Researchers produce adrenal gland organoids

In a recent study, researchers have induced stem cells in a petri dish to proliferate, develop, and take on some of the characteristics of a human embryonic adrenal gland. The approach used may one day work to reconstitute a functioning brain-adrenal gland feedback loop in people with adrenal gland disorders. 

The adrenal gland, which sits atop the kidneys, is essential for maintaining a healthy body. In response to brain impulses, the adrenal gland secretes hormones that promote vital functions such as blood pressure, metabolic processes, and fertility. 

Adrenal gland diseases, including primary adrenal insufficiency, where the gland fails to produce enough hormones, can cause fatigue, extremely low blood pressure, coma and even death if left untreated. There is currently no treatment for primary adrenal insufficiency and the lifelong hormone replacement medication used to treat it has serious negative effects. 

A better alternative would be a regenerative medicine strategy that involves regrowing a functioning adrenal gland that can produce hormones and effectively release them in response to neural activity. Researchers at the University of Pennsylvania School of Veterinary Medicine (USA) induced stem cells in a petri dish to proliferate, develop, and take on some of the characteristics of a human embryonic adrenal gland in a recent study published in the journal Developmental Cell. 
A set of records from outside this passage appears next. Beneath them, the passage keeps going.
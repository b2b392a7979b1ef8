//! Public keys and key allocation

use std::borrow::Borrow;
use std::fmt;
use std::sync::atomic::{AtomicU64, Ordering};

use serde::{Deserialize, Serialize};
use uuid::Uuid;

use crate::{RelayError, Result};

/// Maximum key length accepted from clients
pub const MAX_KEY_LEN: usize = 128;

/// Opaque identifier under which an origin is published
#[derive(Debug, Clone, PartialEq, Eq, Hash, PartialOrd, Ord, Serialize, Deserialize)]
#[serde(transparent)]
pub struct PublicKey(String);

impl PublicKey {
    /// Parse and validate a key supplied by a client
    ///
    /// # Errors
    ///
    /// Returns [`RelayError::Input`] if the key is empty, longer than
    /// [`MAX_KEY_LEN`], or contains characters other than ASCII alphanumerics,
    /// hyphens and underscores.
    pub fn parse(raw: &str) -> Result<Self> {
        if raw.is_empty() {
            return Err(RelayError::input("key cannot be empty"));
        }

        if raw.len() > MAX_KEY_LEN {
            return Err(RelayError::input(format!(
                "key too long: {} chars, max {MAX_KEY_LEN}",
                raw.len()
            )));
        }

        if !raw
            .chars()
            .all(|c| c.is_ascii_alphanumeric() || c == '-' || c == '_')
        {
            return Err(RelayError::input(
                "key must contain only alphanumeric characters, hyphens, and underscores",
            ));
        }

        Ok(Self(raw.to_string()))
    }

    /// The key as a string slice
    #[must_use]
    pub fn as_str(&self) -> &str {
        &self.0
    }
}

impl fmt::Display for PublicKey {
    fn fmt(&self, f: &mut fmt::Formatter<'_>) -> fmt::Result {
        f.write_str(&self.0)
    }
}

impl Borrow<str> for PublicKey {
    fn borrow(&self) -> &str {
        &self.0
    }
}

impl AsRef<str> for PublicKey {
    fn as_ref(&self) -> &str {
        &self.0
    }
}

/// How new keys are generated
#[derive(Debug, Clone, Copy, Default, PartialEq, Eq, Serialize, Deserialize)]
#[serde(rename_all = "lowercase")]
pub enum KeyStrategy {
    /// 128-bit random keys rendered as 32 hex characters
    #[default]
    Random,
    /// Monotonic decimal counter starting at 1
    Sequential,
}

impl std::str::FromStr for KeyStrategy {
    type Err = String;

    fn from_str(s: &str) -> std::result::Result<Self, Self::Err> {
        match s.to_ascii_lowercase().as_str() {
            "random" => Ok(Self::Random),
            "sequential" => Ok(Self::Sequential),
            other => Err(format!("unknown key strategy: {other}")),
        }
    }
}

/// Produces candidate keys
///
/// Candidates are not guaranteed to be unused; the registry retries until it
/// finds a vacant one.
#[derive(Debug)]
pub struct KeyAllocator {
    strategy: KeyStrategy,
    counter: AtomicU64,
}

impl KeyAllocator {
    /// Create an allocator for the given strategy
    #[must_use]
    pub fn new(strategy: KeyStrategy) -> Self {
        Self {
            strategy,
            counter: AtomicU64::new(0),
        }
    }

    /// The configured strategy
    #[must_use]
    pub fn strategy(&self) -> KeyStrategy {
        self.strategy
    }

    /// Next candidate key
    pub fn next_key(&self) -> PublicKey {
        match self.strategy {
            KeyStrategy::Random => PublicKey(Uuid::new_v4().simple().to_string()),
            KeyStrategy::Sequential => {
                let n = self.counter.fetch_add(1, Ordering::Relaxed) + 1;
                PublicKey(n.to_string())
            }
        }
    }
}

impl Default for KeyAllocator {
    fn default() -> Self {
        Self::new(KeyStrategy::default())
    }
}

#[cfg(test)]
mod tests {
    use super::*;
    use std::collections::HashSet;

    #[test]
    fn test_parse_valid_keys() {
        assert!(PublicKey::parse("1").is_ok());
        assert!(PublicKey::parse("my-api_2").is_ok());
        assert!(PublicKey::parse(&"a".repeat(MAX_KEY_LEN)).is_ok());
    }

    #[test]
    fn test_parse_invalid_keys() {
        assert!(PublicKey::parse("").is_err());
        assert!(PublicKey::parse(&"a".repeat(MAX_KEY_LEN + 1)).is_err());
        assert!(PublicKey::parse("a/b").is_err());
        assert!(PublicKey::parse("a b").is_err());
        assert!(PublicKey::parse("ключ").is_err());
    }

    #[test]
    fn test_sequential_allocation() {
        let allocator = KeyAllocator::new(KeyStrategy::Sequential);
        assert_eq!(allocator.next_key().as_str(), "1");
        assert_eq!(allocator.next_key().as_str(), "2");
        assert_eq!(allocator.next_key().as_str(), "3");
    }

    #[test]
    fn test_random_allocation_unique() {
        let allocator = KeyAllocator::default();
        let keys: HashSet<_> = (0..1000).map(|_| allocator.next_key()).collect();
        assert_eq!(keys.len(), 1000);

        let key = allocator.next_key();
        assert_eq!(key.as_str().len(), 32);
        assert!(PublicKey::parse(key.as_str()).is_ok());
    }

    #[test]
    fn test_sequential_allocation_concurrent() {
        let allocator = std::sync::Arc::new(KeyAllocator::new(KeyStrategy::Sequential));
        let handles: Vec<_> = (0..8)
            .map(|_| {
                let allocator = allocator.clone();
                std::thread::spawn(move || {
                    (0..100).map(|_| allocator.next_key()).collect::<Vec<_>>()
                })
            })
            .collect();

        let mut all = HashSet::new();
        for handle in handles {
            for key in handle.join().unwrap() {
                assert!(all.insert(key));
            }
        }
        assert_eq!(all.len(), 800);
    }

    #[test]
    fn test_strategy_from_str() {
        assert_eq!("random".parse::<KeyStrategy>(), Ok(KeyStrategy::Random));
        assert_eq!("Sequential".parse::<KeyStrategy>(), Ok(KeyStrategy::Sequential));
        assert!("other".parse::<KeyStrategy>().is_err());
    }
}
“This is a proof-of-principle that we can create a system grown in a dish that functions nearly identically to a human adrenal gland in the early stages of development,” explains Kotaro Sasaki, senior author of the paper. “A platform like this could be used to better understand the genetics of adrenal insufficiency and even for drug screening to identify better therapies for people with these disorders.” 

Sasaki and his team’s objective was to utilize human induced pluripotent stem cells (iPSCs), which can specialize into a plethora of different cell types and can replicate the phases of normal human adrenal development.  

The research team started by producing an organoid culture, a tissue culture method that is used to develop small, yet functional 3D organ models from a group of cells. A carefully selected growth medium was utilized to drive the iPSCs to induce an intermediate tissue type in the adrenal development process called the posterior intermediate mesoderm. 

The researchers then began to drive those cells to the following stage, adrenocortical progenitor-like cells, in which cells switched on markers to indicate they had “committed” to become adrenal gland cells. 

Molecular assays were used to test for these adrenal markers and the transmission electron microscope analyses were also employed to validate that the research team was on the correct path to constructing a tissue that was comparable to the early adrenal gland. 

“The process we developed was highly efficient, with around 50% of cells in organoids acquiring adrenocortical cell fate,” says Michinori Mayama, a lead author of the study. “The ovoid cells with voluminous pink cytoplasm and relatively small nuclei that we saw in our cultures are very characteristic of human adrenal cells at that stage.” 

Sasaki, Mayama, and the other  members of the research team ran a series of experiments to measure how accurately the cells’ behavior resembled that of a normal human adrenal gland. They discovered that the lab-grown cells secreted steroid hormones comparable to the “real-life” equivalent. Mayama explains, “In vitro, we can produce much of the same steroids that are produced in vivo.” 

The results also demonstrated that the cells could respond to the hypothalamic-pituitary-adrenal axis, a feedback loop that directs information back and forth between the brain and the adrenal gland.  

“We used drugs that normally suppress adrenal DHEA production and showed that our iPSC-derived adrenal cells respond similarly to these drugs, with a marked reduction of hormone production,” explains Sasaki. “This means that you can use this system for screening drugs that target adrenal hormone production, which could benefit patients with excessive adrenal hormone production or with a prostate cancer that exploits adrenal hormones for their growth.” 

“This is a first-of-its-kind study,” says Sasaki. “The field of cell therapy holds so much promise for treating not just adrenal insufficiencies but other hormone-driven diseases: hypertension, Cushing syndrome, polycystic ovary syndrome, and more.”